This newsletter is my process of writing a self-help book, tentatively titled How To Make Money: Financial Advice For Poets.
It’s been really fun writing this newsletter over the past couple of weeks. For people who just signed up here’s a brief recounting of the first 7 letters. Please read them if you have the time.
The first letter explained how to make $10,000 a month in passive income. The second was about How To Be Rich. The third letter dealt with Happiness. The fourth Micromarketing, then Collaboration. The sixth was a quick guide to make a movie. And finally how to publish a book.
I plan on writing more on all of these topics. I mean, it can’t be that simple to make a feature film, can it?
But first I have a list of topics to go through and offer advice on. There’s so much I don’t know, I could write a whole book about it.
How To Fix A Sink: Plumbing For Poets
If you have a bad clog it’s not a great idea to use Drano. Liquid plumbers are corrosive to your pipes. That didn’t stop me from doing it last Saturday, even though several years ago I poured a bottle or two of Drano down my sink in an apartment in New York then put a clothes hanger straight through the pipe.
I suffer from a rare learning disorder. I only learn things the hard way.
Saturday, the clog wasn’t clearing at all, which is bad when you’ve filled your pipes with Drano, because that stuff is going to it eat its way out somehow. So I placed a steel gumbo pot under the sink and removed the P-trap. But first I opened all the windows and doors and turned the fan on.
The P-trap is that weird, curved pipe under the sink that leads into another pipe heading into the wall. To remove a P-trap you just unscrew the bolts holding it at both sides. This is usually where your clogs are going to be. It’s much easier to remove than it looks, and there are no fancy parts inside. It’s just a hollow curved pipe.
The Drano immediately flushed into my Gumbo pot which I dumped in the toilet. I don’t recommend doing that.
There was nothing caught in the P-trap. And water flowed easily from the sink. So the clog was on the other side, inside the wall. I tried to use a snake, basically a thick wire hanger, to dislodge it. Then I tried an actual wire hanger. Nothing worked.
So I attached my vacuum to the end of the pipe and created a seal with my hand, then sucked the clog out.
Then I put the sink back together, but I had stripped one of the old pipes. I went to the Home Depot and a very patient employee explained what a 1 ¼ inch pipe was and the basics of how one thing fits into something else. He told me he liked helping people and didn’t think it was so hard to be a good person if we all just made a little effort.
Back home I got the sink back together and it all worked, which felt like a miracle. The black stuff I had taken into my poor vacuum was thick and wet and hard to describe. It was the deepest black I had ever seen but at some point every bit of it had been alive.
I learned how to fix my sink five or six years ago in that New York apartment. Not the time when I stuck a clothes hanger through the pipe, a different time.

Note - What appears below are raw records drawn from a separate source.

impl<H, P, D> HostSimulation<H, P, D>
where
    H: WorldHistory,
    P: PhysicsStep,
    D: DebugSink,
{
    pub fn with_ports(settings: HostSettings, history: H, physics: P, debug: D) -> Self {
        // Separate streams so hazard timing never shifts spawn point choices.
        let spawner = Spawner::new(settings.registry, settings.tuning.player, settings.seed);
        let hazards = HazardSpawner::new(
            settings.tuning.hazard,
            settings.tuning.bounds,
            settings.seed.wrapping_add(1),
        );

        Self {
            world: World::new(),
            spawner,
            hazards,
            history,
            physics,
            debug,
            lag: LagCompensation::new(settings.compensation),
            tuning: settings.tuning,
            tick: SimulationTick::ZERO,
            inputs: BTreeMap::new(),
            pending_joins: Vec::new(),
            match_started: false,
        }
    }

    pub fn world(&self) -> &World {
        &self.world
    }

    pub fn entity_for(&self, authority: AuthorityId) -> Option<EntityId> {
        self.spawner.entity_for(authority)
    }

    pub fn match_started(&self) -> bool {
        self.match_started
    }

    /// Places everyone who joined during the lobby and arms the hazard timer.
    pub fn start_match<C: TickClock + ?Sized>(&mut self, clock: &C) {
        if self.match_started {
            return;
        }
        self.match_started = true;
        self.hazards.start(clock);

        for (authority, display_name) in std::mem::take(&mut self.pending_joins) {
            self.spawner
                .place_new_entity(&mut self.world, authority, display_name);
        }
        info!(tick = %clock.current_tick(), players = self.world.len(), "match started");
    }

    /// Late joiners are placed immediately; lobby joins wait for `start_match`.
    pub fn join(&mut self, authority: AuthorityId, display_name: String) -> Option<EntityId> {
        if !self.match_started {
            info!(%authority, "join queued until match start");
            self.pending_joins.retain(|(a, _)| *a != authority);
            self.pending_joins.push((authority, display_name));
            return None;
        }
        Some(
            self.spawner
                .place_new_entity(&mut self.world, authority, display_name),
        )
    }

    pub fn leave(&mut self, authority: AuthorityId) {
        self.pending_joins.retain(|(a, _)| *a != authority);
        self.inputs.remove(&authority);
        self.lag.latency_mut().remove(authority);

        self.spawner.despawn_on_leave(&mut self.world, authority);
        let retired = projectiles::retire_owned_by(&mut self.world, authority);
        info!(%authority, retired, "player left");
    }

    pub fn set_latency(&mut self, authority: AuthorityId, rtt: Duration) {
        self.lag.latency_mut().set(authority, rtt);
    }

    pub fn latency(&self, authority: AuthorityId) -> Option<Duration> {
        self.lag.latency().get(authority)
    }

    fn input_phase<C: TickClock + ?Sized>(
        &mut self,
        clock: &C,
        inputs: &BTreeMap<AuthorityId, PendingInput>,
        report: &mut TickReport,
    ) {
        let dt = clock.delta_time();
        let cfg = MovementConfig::new(&self.tuning.player, self.tuning.bounds);

        for (authority, pending) in inputs {
            // Stale authority: its ship is already gone.
            let Some(id) = self.spawner.entity_for(*authority) else {
                continue;
            };

            if let Some(shot) = fire_control(
                &mut self.world,
                id,
                &pending.for_fire_control(),
                clock,
                self.tuning.player.shot_delay,
                self.tuning.projectile,
            ) {
                report.fired.push(shot);
            }

            let Some(e) = self.world.get_mut(id) else {
                continue;
            };
            // Edges are detected against what the participant holds now.
            if let Some(player) = e.player_mut() {
                player.buttons_previous = pending.latest.buttons;
            }
            if e.alive {
                movement::steer(e, &pending.latest, dt, cfg);
            }
        }
    }

    fn integration_phase(&mut self, dt: f32) {
        let bounds = self.tuning.bounds;
        for e in self.world.iter_mut() {
            // Bullets follow their fixed heading below.
            if !e.alive || e.is_projectile() {
                continue;
            }
            self.physics.integrate(e, dt);
            if e.is_player() {
                movement::wrap_to_bounds(e, bounds);
            }
        }
        projectiles::advance_projectiles(&mut self.world, dt, self.tuning.projectile);
    }

    fn transition_phase<C: TickClock + ?Sized>(&mut self, clock: &C, report: &mut TickReport) {
        let waiting = self.world.ids_where(|e| e.is_player() && !e.alive);
        for id in waiting {
            match authority::try_respawn(&mut self.world, id, clock, &mut self.spawner) {
                Ok(Some(event)) => report.lifecycle.push(event),
                Ok(None) => {}
                Err(violation) => record_violation(&violation, report),
            }
        }

        report.expired = projectiles::retire_expired(&mut self.world, clock.current_tick());
        report.hazards_removed = self.hazards.despawn_out_of_bounds(&mut self.world);
        self.spawner.prune_stale(&self.world);
    }

    fn hit_phase<C: TickClock + ?Sized>(&mut self, clock: &C, report: &mut TickReport) {
        let ctx = HitContext {
            history: &self.history,
            clock,
            lag: &self.lag,
            tuning: &self.tuning.player,
            debug: &self.debug,
        };

        let players = self.world.ids_where(|e| e.is_player() && e.alive);
        for id in players {
            match authority::resolve_projectile_hit(&mut self.world, id, &ctx) {
                Ok(Some(event)) => report.lifecycle.push(event),
                Ok(None) => {}
                Err(violation) => {
                    record_violation(&violation, report);
                    continue;
                }
            }
            if let Some(event) = hazards::resolve_hazard_hit(&mut self.world, id, &ctx) {
                report.lifecycle.push(event);
            }
        }
    }
}

impl<H, P, D> Simulation for HostSimulation<H, P, D>
where
    H: WorldHistory,
    P: PhysicsStep,
    D: DebugSink,
{
    fn is_authoritative(&self) -> bool {
        true
    }

    fn current_tick(&self) -> SimulationTick {
        self.tick
    }

    fn submit_input(&mut self, authority: AuthorityId, input: PlayerInput) {
        match input.sanitized() {
            Some(input) => {
                self.inputs
                    .entry(authority)
                    .and_modify(|pending| pending.merge(input))
                    .or_insert_with(|| PendingInput::new(input));
            }
            None => debug!(%authority, "non-finite input dropped"),
        }
    }

    fn advance(&mut self, clock: &dyn TickClock) -> TickReport {
        let tick = clock.current_tick();
        let mut report = TickReport::new(tick);
        let inputs = std::mem::take(&mut self.inputs);

        self.input_phase(clock, &inputs, &mut report);
        self.integration_phase(clock.delta_time());

        // Barrier: every query this tick sees the post-integration world.
        self.history.record(tick, self.world.colliders());

        self.transition_phase(clock, &mut report);
        self.hit_phase(clock, &mut report);

        if self.match_started {
            if let Some(hazard) = self.hazards.tick(&mut self.world, clock) {
                report.hazards_spawned.push(hazard);
            }
        }

        self.tick = tick;
        report
    }

    fn snapshots(&self) -> Vec<EntitySnapshot> {
        self.world.snapshots()
    }
}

A poet had come over and was helping me hang something. The poet’s a handy person, and I’m not handy. He’s a beautiful writer who has built many bookshelves and knows how to operate a boat. I’ve always relied on people like that to get by in the world.
He picked up the hammer and immediately punched a hole in my wall. That’s when I realized the primary difference between someone who was handy and someone who wasn’t was belief. Thanks to the poet teaching me this lesson, when I arrived in New Orleans I was able to build a custom bed in a space where a normal bed wouldn’t fit.
Obviously, there are people who really know stuff and do it for a living. A plumber would have had no trouble clearing my drain. People that do stuff all day learn the shortcuts, and how to quickly diagnose problems. But that’s not what I’m talking about.
I’m talking about the difference between someone who is handy and someone who isn’t.
That’s how you fix a sink.
xox
p.s. Paid subscribers get free consulting on any of the topics I’ve written about, but you can also subscribe for free.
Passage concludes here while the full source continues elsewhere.